What the exercise asks: Starting at the line that holds "pub fn slot_count(&self)" and stopping at the line that holds "fn merge(&mut self, stack: &mut", restate the records below word for word, with both of those lines included.

══ Extracted information

use crate::id::ItemTypeId;
use crate::inventory::Container;
use serde::{Deserialize, Serialize};

/// A stack of fungible items.
#[derive(Debug, Clone, PartialEq, Eq, Serialize, Deserialize)]
pub struct ItemStack {
    pub item_type: ItemTypeId,
    pub quantity: u32,
}

impl ItemStack {
    pub fn new(item_type: ItemTypeId, quantity: u32) -> Self {
        Self {
            item_type,
            quantity,
        }
    }

    pub fn is_empty(&self) -> bool {
        self.quantity == 0
    }
}

/// Fixed-size slot inventory, the storage behind hut blocks and chests.
///
/// Each slot holds at most one stack of at most `max_stack` items.
#[derive(Debug, Clone, PartialEq, Eq, Serialize, Deserialize)]
pub struct SlotInventory {
    slots: Vec<Option<ItemStack>>,
    max_stack: u32,
}

impl SlotInventory {
    pub fn new(slot_count: usize, max_stack: u32) -> Self {
        Self {
            slots: vec![None; slot_count],
            max_stack: max_stack.max(1),
        }
    }

    pub fn slots(&self) -> &[Option<ItemStack>] {
        &self.slots
    }

    pub fn slot_count(&self) -> usize {
        self.slots.len()
    }

    /// Quantity of a specific item type across all slots.
    pub fn quantity(&self, item_type: ItemTypeId) -> u32 {
        self.slots
            .iter()
            .flatten()
            .filter(|s| s.item_type == item_type)
            .map(|s| s.quantity)
            .sum()
    }

    /// Total items across all slots.
    pub fn total(&self) -> u32 {
        self.slots.iter().flatten().map(|s| s.quantity).sum()
    }

    /// Move as much of `stack` as fits into existing stacks of the same type,
    /// then into empty slots. Whatever does not fit stays in `stack`.
    fn merge(&mut self, stack: &mut ItemStack) {
        for slot in self.slots.iter_mut().flatten() {
            if stack.quantity == 0 {
                return;
            }
            if slot.item_type == stack.item_type && slot.quantity < self.max_stack {
                let moved = stack.quantity.min(self.max_stack - slot.quantity);
                slot.quantity += moved;
                stack.quantity -= moved;
            }
        }
        for slot in self.slots.iter_mut().filter(|s| s.is_none()) {
            if stack.quantity == 0 {
                return;
            }
            let moved = stack.quantity.min(self.max_stack);
            *slot = Some(ItemStack::new(stack.item_type, moved));
            stack.quantity -= moved;
        }
    }
}

impl Container for SlotInventory {
    fn is_full(&self) -> bool {
        self.slots.iter().all(Option::is_some)
    }

    fn insert(&mut self, stack: &mut ItemStack) -> bool {
        self.merge(stack);
        stack.is_empty()
    }

    fn force_insert(&mut self, mut stack: ItemStack) -> Result<Option<ItemStack>, ItemStack> {
        if self.slots.is_empty() {
            return Err(stack);
        }
        self.merge(&mut stack);
        if stack.is_empty() {
            return Ok(None);
        }
        // Evict the first stack of a different type; fall back to the first slot.
        // The remainder is stored whole, even past `max_stack`.
        let victim = self
            .slots
            .iter()
            .position(|s| s.as_ref().is_some_and(|s| s.item_type != stack.item_type))
            .unwrap_or(0);
        Ok(self.slots[victim].replace(stack))
    }

    fn take_all(&mut self) -> Vec<ItemStack> {
        self.slots.iter_mut().filter_map(Option::take).collect()
    }
}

════

Solved exercise:
    pub fn slot_count(&self) -> usize {
        self.slots.len()
    }

    /// Quantity of a specific item type across all slots.
    pub fn quantity(&self, item_type: ItemTypeId) -> u32 {
        self.slots
            .iter()
            .flatten()
            .filter(|s| s.item_type == item_type)
            .map(|s| s.quantity)
            .sum()
    }

    /// Total items across all slots.
    pub fn total(&self) -> u32 {
        self.slots.iter().flatten().map(|s| s.quantity).sum()
    }

    /// Move as much of `stack` as fits into existing stacks of the same type,
    /// then into empty slots. Whatever does not fit stays in `stack`.
    fn merge(&mut self, stack: &mut ItemStack) {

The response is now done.